Para Kris, uma das coisas mais importantes era poder viver uma relação sem precisar esconder quem era. A família dela recebeu Vanessa com naturalidade e carinho desde o começo, então era difícil imaginar permanecer num relacionamento onde precisassem se esconder ou viver pela metade. Ela brinca que sonhava com algo simples: almoçar na casa da sogra aos domingos. Parecia banal, mas carregava um desejo profundo de pertencimento e reconhecimento. Aos poucos, Vanessa também começou a se assumir mais abertamente dentro da própria família.
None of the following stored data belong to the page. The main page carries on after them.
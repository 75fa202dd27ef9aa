//! The append-only buffer of diagnostics for one build.

use log::{debug, log};
use serde_json::Value;

use crate::diagnostics::{Diagnostic, LogCode, Severity, Status};

/// Collects diagnostics while a model is built.
///
/// The logger is owned by the caller and passed into every construction
/// step. Clearing it between independent builds is the caller's choice.
/// Each entry is also forwarded to the `log` facade at the matching level.
///
/// # Example
///
/// ```
/// # use apinatomy_model::diagnostics::{LogCode, Logger, Status};
/// let mut logger = Logger::new();
///
/// logger.warn(LogCode::AutoGen, ["n1", "n2"]);
/// logger.error(LogCode::RefUndefined, ["lyph_9"]);
///
/// assert_eq!(logger.len(), 2);
/// assert_eq!(logger.status(), Status::Error);
/// ```
#[derive(Debug, Default)]
pub struct Logger {
    entries: Vec<Diagnostic>,
}

impl Logger {
    /// Create a new empty logger.
    pub fn new() -> Self {
        Self::default()
    }

    /// Record a diagnostic.
    pub fn emit(&mut self, diagnostic: Diagnostic) {
        log!(
            diagnostic.severity().log_level(),
            code = diagnostic.code().as_str(),
            params:? = diagnostic.params();
            "{}",
            diagnostic.message()
        );
        self.entries.push(diagnostic);
    }

    /// Record an info entry.
    pub fn info<I, P>(&mut self, code: LogCode, params: I)
    where
        I: IntoIterator<Item = P>,
        P: ToString,
    {
        self.emit(Diagnostic::info(code).with_params(params));
    }

    /// Record a warning entry.
    pub fn warn<I, P>(&mut self, code: LogCode, params: I)
    where
        I: IntoIterator<Item = P>,
        P: ToString,
    {
        self.emit(Diagnostic::warning(code).with_params(params));
    }

    /// Record an error entry.
    pub fn error<I, P>(&mut self, code: LogCode, params: I)
    where
        I: IntoIterator<Item = P>,
        P: ToString,
    {
        self.emit(Diagnostic::error(code).with_params(params));
    }

    /// Drop every entry.
    pub fn clear(&mut self) {
        debug!(entries = self.entries.len(); "Clearing diagnostics");
        self.entries.clear();
    }

    /// All entries in the order they were recorded.
    pub fn entries(&self) -> &[Diagnostic] {
        &self.entries
    }

    /// Number of entries.
    pub fn len(&self) -> usize {
        self.entries.len()
    }

    /// Returns `true` if nothing was recorded.
    pub fn is_empty(&self) -> bool {
        self.entries.is_empty()
    }

    /// Number of entries at `severity`.
    pub fn count(&self, severity: Severity) -> usize {
        self.entries
            .iter()
            .filter(|entry| entry.severity() == severity)
            .count()
    }

    /// Entries carrying `code`.
    pub fn with_code(&self, code: LogCode) -> impl Iterator<Item = &Diagnostic> {
        self.entries.iter().filter(move |entry| entry.code() == code)
    }

    /// Overall status: `Error` if any error was logged, else `Warning` if any
    /// warning was, else `Ok`.
    pub fn status(&self) -> Status {
        if self.count(Severity::Error) > 0 {
            Status::Error
        } else if self.count(Severity::Warning) > 0 {
            Status::Warning
        } else {
            Status::Ok
        }
    }

    /// A serializable snapshot of the entries.
    pub fn print(&self) -> Value {
        serde_json::to_value(&self.entries).unwrap_or(Value::Null)
    }
}

#[cfg(test)]
mod tests {
    use super::*;

    #[test]
    fn test_logger_new_is_ok() {
        let logger = Logger::new();
        assert!(logger.is_empty());
        assert_eq!(logger.status(), Status::Ok);
    }

    #[test]
    fn test_logger_info_keeps_ok_status() {
        let mut logger = Logger::new();
        logger.info(LogCode::ResourceNum, ["nodes: 1"]);
        assert_eq!(logger.status(), Status::Ok);
        assert_eq!(logger.count(Severity::Info), 1);
    }

    #[test]
    fn test_logger_warning_status() {
        let mut logger = Logger::new();
        logger.info(LogCode::ChainSlice, ["C1"]);
        logger.warn(LogCode::ChainConflict, ["C2"]);
        assert_eq!(logger.status(), Status::Warning);
    }

    #[test]
    fn test_logger_error_wins() {
        let mut logger = Logger::new();
        logger.warn(LogCode::AutoGen, ["n1"]);
        logger.error(LogCode::CoalescenceSelf, ["L1", "L1"]);
        logger.warn(LogCode::AutoGen, ["n2"]);
        assert_eq!(logger.status(), Status::Error);
        assert_eq!(logger.with_code(LogCode::AutoGen).count(), 2);
    }

    #[test]
    fn test_logger_clear() {
        let mut logger = Logger::new();
        logger.error(LogCode::RefUndefined, ["x"]);
        logger.clear();
        assert!(logger.is_empty());
        assert_eq!(logger.status(), Status::Ok);
    }

    #[test]
    fn test_logger_print_snapshot() {
        let mut logger = Logger::new();
        logger.warn(LogCode::ChainConflict2, ["C1"]);
        let printed = logger.print();
        assert_eq!(printed[0]["level"], "Warn");
        assert_eq!(printed[0]["msg"], LogCode::ChainConflict2.message());
        assert_eq!(printed[0]["params"][0], "C1");
    }
}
E a convivência foi transformando tudo. 

 

Depois de morarem em dois apartamentos diferentes em Criciúma, decidiram recomeçar mais uma vez quando Vanessa recebeu uma proposta de trabalho em Brusque, em 2025. Com cinco mil reais emprestados, colocaram a vida inteira dentro de um caminhão e partiram juntas, praticamente sem planejamento. Kris conseguiu emprego rapidamente em um pet shop e as duas tentaram construir uma nova rotina ali. Mas Brusque não virou lar. A saudade da família, o desgaste emocional e algumas inseguranças dentro da relação fizeram com que começassem a perceber que não estavam felizes. 

 

Vanessa conseguiu transferência para voltar a trabalhar em Criciúma, na mesma empresa e, no fim de 2025, retornaram. Foi também nesse período que se casaram oficialmente. A família de Vanessa viajou de Porto Velho para passar as férias em Santa Catarina e, pela primeira vez, todas as partes da vida delas começaram a se misturar de verdade: veio o filho, os sobrinhos, a mãe, a irmã. A rotina mudou completamente. E meses depois elas foram até Porto Velho também, então aquele almoço de domingo na casa da sogra, que Kris sonhava desde o começo, finalmente aconteceu. 

 

 

Hoje, Vanessa diz que enxerga o amor delas principalmente na paciência. Ela se percebe muito diferente da mulher ansiosa e impulsiva que era antes. Entende que amar outra mulher também exigiu reaprender formas de cuidado, delicadeza e comunicação.

 

Kris acredita que também amadureceu muito dentro da relação, especialmente em relação ao ciúme. Conta que sempre foi extremamente ciumenta, mas que aprendeu que a vida não pode existir apenas ao redor do relacionamento. Ainda que tenham uma relação muito próxima, tentam cada vez mais construir individualidade e leveza. E agora vivem um novo momento: a possibilidade de ter filhos juntas. Vanessa voltou a desejar a maternidade e sonha em engravidar novamente, enquanto Kris sempre imaginou a construção da família pela adoção. Ela nunca teve vontade de gestar, embora deseje profundamente ser mãe. Então as duas conversam, negociam possibilidades, imaginam futuros diferentes. Para elas, a relação parece funcionar em fases muito marcadas: 2024 foi o ano da paixão intensa e da descoberta; 2025, o da estabilidade e do casamento. Agora, em 2026, sentem que estão entrando em um novo degrau: o de imaginar, pela primeira vez, uma família juntas.